The great thing about always borrowing ideas and slogans for the NHS is we can reuse the news headlines.
.
https://www.digitalhealth.net/2019/09/trusts-set-to-miss-axe-the-fax-deadline-due-to-concerning-lack-of-progress/

Maybe there are more pressing issues at the coal face, and perhaps the national ehealth body should think and act nationally (and rationally) rather than chase small local stories that others own.

Anonymous said...

'obviate the need for fax'? That's a bit dull and boring.
What happened to the axes and the bonfires? And the heroes?

Bernard Robertson-Dunn said...

This is an interesting tweet from @MyHealthRec

"Uploading information to your #MyHealthRecord is not automatic. Your healthcare provider needs to upload your health information.

Talk to your doctor about My Health Record today.

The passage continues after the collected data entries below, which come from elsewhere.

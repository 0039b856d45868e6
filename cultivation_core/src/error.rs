//! Error kinds shared by every subsystem, per the propagation policy: every
//! command is a single transaction, and on any error the transaction aborts
//! with one of these descriptive variants.

use thiserror::Error;

/// Top-level error returned by the command dispatcher and the subsystem
/// operations it calls into.
#[derive(Error, Debug, Clone, PartialEq)]
pub enum DispatchError {
    #[error("{user_id} has no cultivator record yet; start your journey first")]
    NotRegistered { user_id: String },

    #[error("you are busy {kind:?}")]
    Busy { kind: crate::types::ActivityKind },

    #[error("this requires {expected:?}, but you are {actual:?}")]
    WrongActivity {
        expected: crate::types::ActivityKind,
        actual: crate::types::ActivityKind,
    },

    #[error("not ready yet, {remaining}s remaining")]
    NotReady { remaining: i64 },

    #[error("precondition not met: {reason}")]
    PreconditionNotMet { reason: String },

    #[error("storage ring full: {name} ({current}/{cap})")]
    CapacityExceeded {
        name: String,
        current: u32,
        cap: u32,
    },

    #[error("no such {kind}: {name}")]
    NotFound { kind: String, name: String },

    #[error("conflict: {reason}")]
    Conflict { reason: String },

    #[error("{kind} is on cooldown, {remaining}s remaining")]
    Cooldown { kind: String, remaining: i64 },

    #[error("{user_id} is busy {kind:?} and cannot be interacted with right now")]
    TargetBusy {
        user_id: String,
        kind: crate::types::ActivityKind,
    },

    #[error("{user_id} died during the breakthrough attempt")]
    DeathOccurred { user_id: String },
}

/// Errors raised while loading static configuration (realm tables, skill
/// catalogs, and so on) from TOML.
#[derive(Error, Debug)]
pub enum ConfigError {
    #[error("failed to read config file: {0}")]
    Io(#[from] std::io::Error),
    #[error("failed to parse TOML: {0}")]
    Parse(#[from] toml::de::Error),
    #[error("configuration validation error: {0}")]
    Validation(String),
}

Learn more: bit.ly/DoctorMHR"

https://twitter.com/MyHealthRec/status/1188681869459644417

It's the first time I have seen them be so open about the fact that you have to be involved in uploading your information to your record.

Their profiles says "My Health Record is a secure online summary of your health information. You can control what goes into it, and who is allowed to access it."

The bit.ly/DoctorMHR link goes to a page that makes it clear that you can't really control what goes into it, only what doesn't go into it.

Your GP may decide they don't want to upload your health information and that all you can do is "encourage them to start using it to better track and manage your health together."

If your GP does not want to upload, I guess you could always change GP but, guess what, the new GP would not have any of your history.

The tweet had two retweets (one of which was by @AuDigitalHealth) and two likes. They're really setting Twitter on fire with their engagement with the public.

Anonymous said...

Do you mean "setting Twtter of fire" like the huge fires in California.